VIAREGGIO. È l’unica sopravvissuta della famiglia: la notte della strage di Viareggio sono morti suo padre Mohamed, sua madre Talib Aziza, suo fratello Hamza e la sua sorellina di 3 anni, Iman. Ibtissam Ayad, 24 anni, in aula a Lucca ha ripercorso i momenti della notte del 29 giugno 2009. La sua è una delle storie simbolo della strage.

”In casa c’erano mamma, papà, mio fratello e la mia sorella più piccola, di tre anni – ha detto -. Abbiamo pensato a una fuga di gas, nella via c’era come nebbia. Io, mio fratello e papà siamo usciti per urlare ai vicini: ‘Scappate, scappate’. Poi c’e’ stata l’esplosione. Solo io sono riuscita a scappare prima che le fiamme arrivassero. Mio fratello era tornato in casa per riprendere la bambina, non l’ho piu’ visto”. Iby ha poi spiegato di essere rimasta ”in cura dallo psicologo un anno e mezzo”.

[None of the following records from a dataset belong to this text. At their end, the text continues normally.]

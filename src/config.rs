use std::path::{Path, PathBuf};

use serde::{Deserialize, Serialize};

use crate::data::calibration::LayerCalibration;
use crate::data::resample::WindowEdge;
use crate::data::shift::TimeShift;
use crate::error::{Error, Result};

/// Column layout of a MIREX log and its window convention.
#[derive(Debug, Clone, PartialEq, Serialize, Deserialize)]
#[serde(default)]
pub struct MirexProfile {
    /// Free-form lines above the column header.
    pub header_lines: usize,
    pub time_column: String,
    pub mirex_1_column: String,
    pub mirex_2_column: String,
    pub mirex_3_column: String,
    pub balance_column: String,
    /// Edge used by [`MirexData::smoothing`](crate::sources::mirex::MirexData::smoothing).
    pub window_edge: WindowEdge,
}

impl Default for MirexProfile {
    fn default() -> Self {
        MirexProfile {
            header_lines: 19,
            time_column: "# Time : ;  Sample".to_string(),
            mirex_1_column: "MIREX".to_string(),
            mirex_2_column: "Mirex 2".to_string(),
            mirex_3_column: "Mirex 3".to_string(),
            balance_column: "Balance".to_string(),
            window_edge: WindowEdge::Exclusive,
        }
    }
}

/// Clock corrections per source, in seconds.
#[derive(Debug, Clone, Copy, PartialEq, Default, Serialize, Deserialize)]
#[serde(default)]
pub struct SourceShifts {
    pub simulation: TimeShift,
    pub mirex: TimeShift,
    pub temparray: TimeShift,
}

/// Everything needed to open one experiment.
#[derive(Debug, Clone, PartialEq, Serialize, Deserialize)]
#[serde(default)]
pub struct ExperimentConfig {
    /// Simulation directory holding `analysis/`.
    pub simulation: Option<PathBuf>,
    /// Directory of the camera images named in the image-info table.
    pub images: Option<PathBuf>,
    pub mirex: Option<PathBuf>,
    pub temparray: Option<PathBuf>,
    /// Use `image_infos_analysis_avg.csv` instead of `image_infos_analysis.csv`.
    pub average_images: bool,
    /// Load extinction coefficients and LED parameters when opening.
    pub load_all: bool,
    pub layers: Option<LayerCalibration>,
    pub shifts: SourceShifts,
    pub mirex_profile: MirexProfile,
    /// Bit depth the image channels are scaled to.
    pub colordepth: u32,
    /// Sensor levels of the PNG mosaics in `images`.
    pub black_level: u16,
    pub white_level: u16,
    /// File name of the per-channel LED parameter table.
    pub led_params_file: String,
}

impl Default for ExperimentConfig {
    fn default() -> Self {
        ExperimentConfig {
            simulation: None,
            images: None,
            mirex: None,
            temparray: None,
            average_images: false,
            load_all: true,
            layers: None,
            shifts: SourceShifts::default(),
            mirex_profile: MirexProfile::default(),
            colordepth: 14,
            black_level: 0,
            white_level: u16::MAX,
            led_params_file: "all_parameters.parquet".to_string(),
        }
    }
}

impl ExperimentConfig {
    /// Read a JSON config. Relative paths are resolved against the file's
    /// directory.
    pub fn from_file(path: &Path) -> Result<ExperimentConfig> {
        let text = std::fs::read_to_string(path).map_err(|e| Error::io(path, e))?;
        let mut config: ExperimentConfig = serde_json::from_str(&text)?;
        if let Some(base) = path.parent() {
            for slot in [
                &mut config.simulation,
                &mut config.images,
                &mut config.mirex,
                &mut config.temparray,
            ] {
                if let Some(p) = slot.as_mut() {
                    if p.is_relative() {
                        *p = base.join(&*p);
                    }
                }
            }
        }
        Ok(config)
    }
}
use std::fs::File;
use std::path::Path;
use std::sync::Arc;

use arrow::array::{Array, BooleanArray, Float32Array, Float64Array, Int32Array, Int64Array, UInt32Array, UInt64Array};
use arrow::datatypes::DataType;
use log::{debug, warn};
use parquet::arrow::arrow_reader::ParquetRecordBatchReaderBuilder;

use crate::error::{Error, Result};

// ---------------------------------------------------------------------------
// Delimited text
// ---------------------------------------------------------------------------

/// How a delimited instrument log is laid out.
#[derive(Debug, Clone, Copy)]
pub struct Delimited {
    pub delimiter: u8,
    /// Free-form preamble lines before the header (or the first record).
    pub skip_lines: usize,
    pub has_headers: bool,
}

impl Delimited {
    pub fn csv() -> Self {
        Delimited {
            delimiter: b',',
            skip_lines: 0,
            has_headers: true,
        }
    }
}

/// Raw cells of a delimited file, still as text.
#[derive(Debug, Clone, Default)]
pub struct DelimitedText {
    /// Header names, untrimmed. Empty when the file has no header row.
    pub headers: Vec<String>,
    pub rows: Vec<Vec<String>>,
}

impl DelimitedText {
    /// Position of the header whose trimmed text equals `name` trimmed.
    ///
    /// Instrument logs pad their column names with spaces, so the comparison
    /// ignores surrounding whitespace.
    pub fn position(&self, name: &str) -> Option<usize> {
        let name = name.trim();
        self.headers.iter().position(|h| h.trim() == name)
    }

    /// Like [`position`](Self::position) but a missing column is an input error.
    pub fn require(&self, path: &Path, name: &str) -> Result<usize> {
        self.position(name)
            .ok_or_else(|| Error::malformed(path, format!("missing column '{}'", name.trim())))
    }

    /// Parse one column as numbers. Blank cells become `NaN`.
    pub fn numeric_column(&self, path: &Path, idx: usize) -> Result<Vec<f64>> {
        self.rows
            .iter()
            .enumerate()
            .map(|(row_no, row)| {
                let cell = row.get(idx).map(String::as_str).unwrap_or("");
                parse_cell(cell).ok_or_else(|| {
                    Error::malformed(path, format!("row {row_no}, column {idx}: '{cell}' is not a number"))
                })
            })
            .collect()
    }

    /// Text of one column, blank where a row is short.
    pub fn text_column(&self, idx: usize) -> Vec<String> {
        self.rows
            .iter()
            .map(|row| row.get(idx).cloned().unwrap_or_default())
            .collect()
    }
}

/// Read a whole text file, dropping bytes that are not valid UTF-8.
pub fn read_text_lossy(path: &Path) -> Result<String> {
    let bytes = std::fs::read(path).map_err(|e| Error::io(path, e))?;
    match String::from_utf8(bytes) {
        Ok(text) => Ok(text),
        Err(err) => {
            let text = String::from_utf8_lossy(err.as_bytes())
                .chars()
                .filter(|&c| c != char::REPLACEMENT_CHARACTER)
                .collect();
            warn!("{}: dropped undecodable bytes", path.display());
            Ok(text)
        }
    }
}

/// Read a delimited file into text cells.
pub fn read_delimited(path: &Path, layout: Delimited) -> Result<DelimitedText> {
    let text = read_text_lossy(path)?;
    let body = skip_lines(&text, layout.skip_lines);

    let mut reader = csv::ReaderBuilder::new()
        .delimiter(layout.delimiter)
        .has_headers(layout.has_headers)
        .flexible(true)
        .from_reader(body.as_bytes());

    let headers = if layout.has_headers {
        reader.headers()?.iter().map(|h| h.to_string()).collect()
    } else {
        Vec::new()
    };

    let mut rows = Vec::new();
    for record in reader.records() {
        let record = record?;
        rows.push(record.iter().map(|c| c.to_string()).collect());
    }
    debug!(
        "{}: {} header columns, {} rows",
        path.display(),
        headers.len(),
        rows.len()
    );
    Ok(DelimitedText { headers, rows })
}

fn skip_lines(text: &str, n: usize) -> &str {
    let mut rest = text;
    for _ in 0..n {
        match rest.find('\n') {
            Some(pos) => rest = &rest[pos + 1..],
            None => return "",
        }
    }
    rest
}

/// Parse a numeric cell. Blank cells are `NaN`; anything else that is not a
/// number is `None`.
pub fn parse_cell(s: &str) -> Option<f64> {
    let s = s.trim();
    if s.is_empty() || s.eq_ignore_ascii_case("nan") {
        return Some(f64::NAN);
    }
    if let Ok(i) = s.parse::<i64>() {
        return Some(i as f64);
    }
    s.parse::<f64>().ok()
}

// ---------------------------------------------------------------------------
// Column tables (Parquet / CSV)
// ---------------------------------------------------------------------------

/// Named numeric columns of equal length.
#[derive(Debug, Clone, Default)]
pub struct NumericColumns {
    pub names: Vec<String>,
    pub columns: Vec<Vec<f64>>,
}

impl NumericColumns {
    pub fn get(&self, name: &str) -> Option<&[f64]> {
        self.names
            .iter()
            .position(|n| n.trim() == name.trim())
            .map(|i| self.columns[i].as_slice())
    }

    pub fn require(&self, path: &Path, name: &str) -> Result<&[f64]> {
        self.get(name)
            .ok_or_else(|| Error::malformed(path, format!("missing column '{name}'")))
    }

    pub fn n_rows(&self) -> usize {
        self.columns.first().map_or(0, Vec::len)
    }
}

/// Load a table of numeric columns. Dispatch by extension.
///
/// * `.parquet` – every numeric column; text columns are skipped
/// * `.csv`     – header row, every column must parse as numbers
pub fn load_numeric_columns(path: &Path) -> Result<NumericColumns> {
    let ext = path
        .extension()
        .and_then(|e| e.to_str())
        .unwrap_or("")
        .to_ascii_lowercase();

    match ext.as_str() {
        "parquet" | "pq" => load_parquet(path),
        "csv" => load_csv_columns(path),
        other => Err(Error::malformed(path, format!("unsupported file extension: .{other}"))),
    }
}

fn load_csv_columns(path: &Path) -> Result<NumericColumns> {
    let text = read_delimited(path, Delimited::csv())?;
    let columns = (0..text.headers.len())
        .map(|idx| text.numeric_column(path, idx))
        .collect::<Result<Vec<_>>>()?;
    Ok(NumericColumns {
        names: text.headers.iter().map(|h| h.trim().to_string()).collect(),
        columns,
    })
}

fn load_parquet(path: &Path) -> Result<NumericColumns> {
    let file = File::open(path).map_err(|e| Error::io(path, e))?;
    let reader = ParquetRecordBatchReaderBuilder::try_new(file)?.build()?;

    let mut out = NumericColumns::default();
    let mut numeric_idx: Vec<usize> = Vec::new();

    for (batch_no, batch_result) in reader.enumerate() {
        let batch = batch_result?;
        let schema = batch.schema();

        if batch_no == 0 {
            for (i, field) in schema.fields().iter().enumerate() {
                if is_numeric(field.data_type()) {
                    numeric_idx.push(i);
                    out.names.push(field.name().clone());
                    out.columns.push(Vec::new());
                } else {
                    debug!("{}: skipping non-numeric column '{}'", path.display(), field.name());
                }
            }
        }

        for (slot, &col_idx) in numeric_idx.iter().enumerate() {
            let col = batch.column(col_idx);
            for row in 0..batch.num_rows() {
                out.columns[slot].push(extract_f64(col, row));
            }
        }
    }

    debug!("{}: {} numeric columns, {} rows", path.display(), out.names.len(), out.n_rows());
    Ok(out)
}

// -- Arrow helpers --

fn is_numeric(data_type: &DataType) -> bool {
    matches!(
        data_type,
        DataType::Int32
            | DataType::Int64
            | DataType::UInt32
            | DataType::UInt64
            | DataType::Float32
            | DataType::Float64
            | DataType::Boolean
    )
}

/// Extract a single numeric cell from an Arrow column. Nulls are `NaN`.
fn extract_f64(col: &Arc<dyn Array>, row: usize) -> f64 {
    if col.is_null(row) {
        return f64::NAN;
    }
    let any = col.as_any();
    if let Some(arr) = any.downcast_ref::<Float64Array>() {
        arr.value(row)
    } else if let Some(arr) = any.downcast_ref::<Float32Array>() {
        arr.value(row) as f64
    } else if let Some(arr) = any.downcast_ref::<Int64Array>() {
        arr.value(row) as f64
    } else if let Some(arr) = any.downcast_ref::<Int32Array>() {
        arr.value(row) as f64
    } else if let Some(arr) = any.downcast_ref::<UInt64Array>() {
        arr.value(row) as f64
    } else if let Some(arr) = any.downcast_ref::<UInt32Array>() {
        arr.value(row) as f64
    } else if let Some(arr) = any.downcast_ref::<BooleanArray>() {
        if arr.value(row) {
            1.0
        } else {
            0.0
        }
    } else {
        f64::NAN
    }
}

#[cfg(test)]
mod tests {
    use super::*;

    use arrow::array::{Float64Array, Int64Array, StringArray};
    use arrow::datatypes::{Field, Schema};
    use arrow::record_batch::RecordBatch;
    use parquet::arrow::ArrowWriter;

    #[test]
    fn skips_preamble_and_matches_padded_headers() {
        let dir = tempfile::tempdir().unwrap();
        let path = dir.path().join("log.txt");
        std::fs::write(&path, "preamble\nmore\nTime\tMIREX    \n0\t1.5\n1\t\n").unwrap();

        let text = read_delimited(
            &path,
            Delimited {
                delimiter: b'\t',
                skip_lines: 2,
                has_headers: true,
            },
        )
        .unwrap();
        let idx = text.require(&path, "MIREX").unwrap();
        assert_eq!(idx, 1);
        let values = text.numeric_column(&path, idx).unwrap();
        assert_eq!(values[0], 1.5);
        assert!(values[1].is_nan());
        assert!(matches!(
            text.require(&path, "Balance"),
            Err(Error::MalformedInput { .. })
        ));
    }

    #[test]
    fn undecodable_bytes_are_dropped() {
        let dir = tempfile::tempdir().unwrap();
        let path = dir.path().join("latin1.txt");
        std::fs::write(&path, b"a\xffb\n").unwrap();
        assert_eq!(read_text_lossy(&path).unwrap(), "ab\n");
    }

    #[test]
    fn garbled_cell_is_malformed() {
        assert_eq!(parse_cell(" 42 "), Some(42.0));
        assert!(parse_cell("").unwrap().is_nan());
        assert_eq!(parse_cell("abc"), None);
    }

    #[test]
    fn parquet_numeric_columns_are_read() {
        let dir = tempfile::tempdir().unwrap();
        let path = dir.path().join("params.parquet");

        let schema = Arc::new(Schema::new(vec![
            Field::new("img_id", DataType::Int64, false),
            Field::new("note", DataType::Utf8, false),
            Field::new("sum_col_val", DataType::Float64, true),
        ]));
        let batch = RecordBatch::try_new(
            schema.clone(),
            vec![
                Arc::new(Int64Array::from(vec![0, 1])),
                Arc::new(StringArray::from(vec!["a", "b"])),
                Arc::new(Float64Array::from(vec![Some(2.5), None])),
            ],
        )
        .unwrap();
        let file = File::create(&path).unwrap();
        let mut writer = ArrowWriter::try_new(file, schema, None).unwrap();
        writer.write(&batch).unwrap();
        writer.close().unwrap();

        let table = load_numeric_columns(&path).unwrap();
        assert_eq!(table.names, vec!["img_id", "sum_col_val"]);
        assert_eq!(table.get("img_id").unwrap(), &[0.0, 1.0]);
        let vals = table.get("sum_col_val").unwrap();
        assert_eq!(vals[0], 2.5);
        assert!(vals[1].is_nan());
    }

    #[test]
    fn unknown_extension_is_rejected() {
        let err = load_numeric_columns(Path::new("params.h5")).unwrap_err();
        assert!(matches!(err, Error::MalformedInput { .. }));
    }
}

Un’altra abitante di via Ponchielli, Laura Galli, ha raccontato che la sua famiglia rimase chiusa in casa, perché il calore aveva fuso porte e finestre. ”Ho sentito un boato sordo, la casa che oscillava – ha detto – ho pensato a un terremoto.
Sono andata di corsa in camera di mio marito, che stava dormendo. Ha guardato fuori e ha detto: ‘Qua brucia tutto’. Gridavamo aiuto, da fuori ci hanno sentito. L’ultimo ricordo che ho sono delle braccia che mi sollevano”.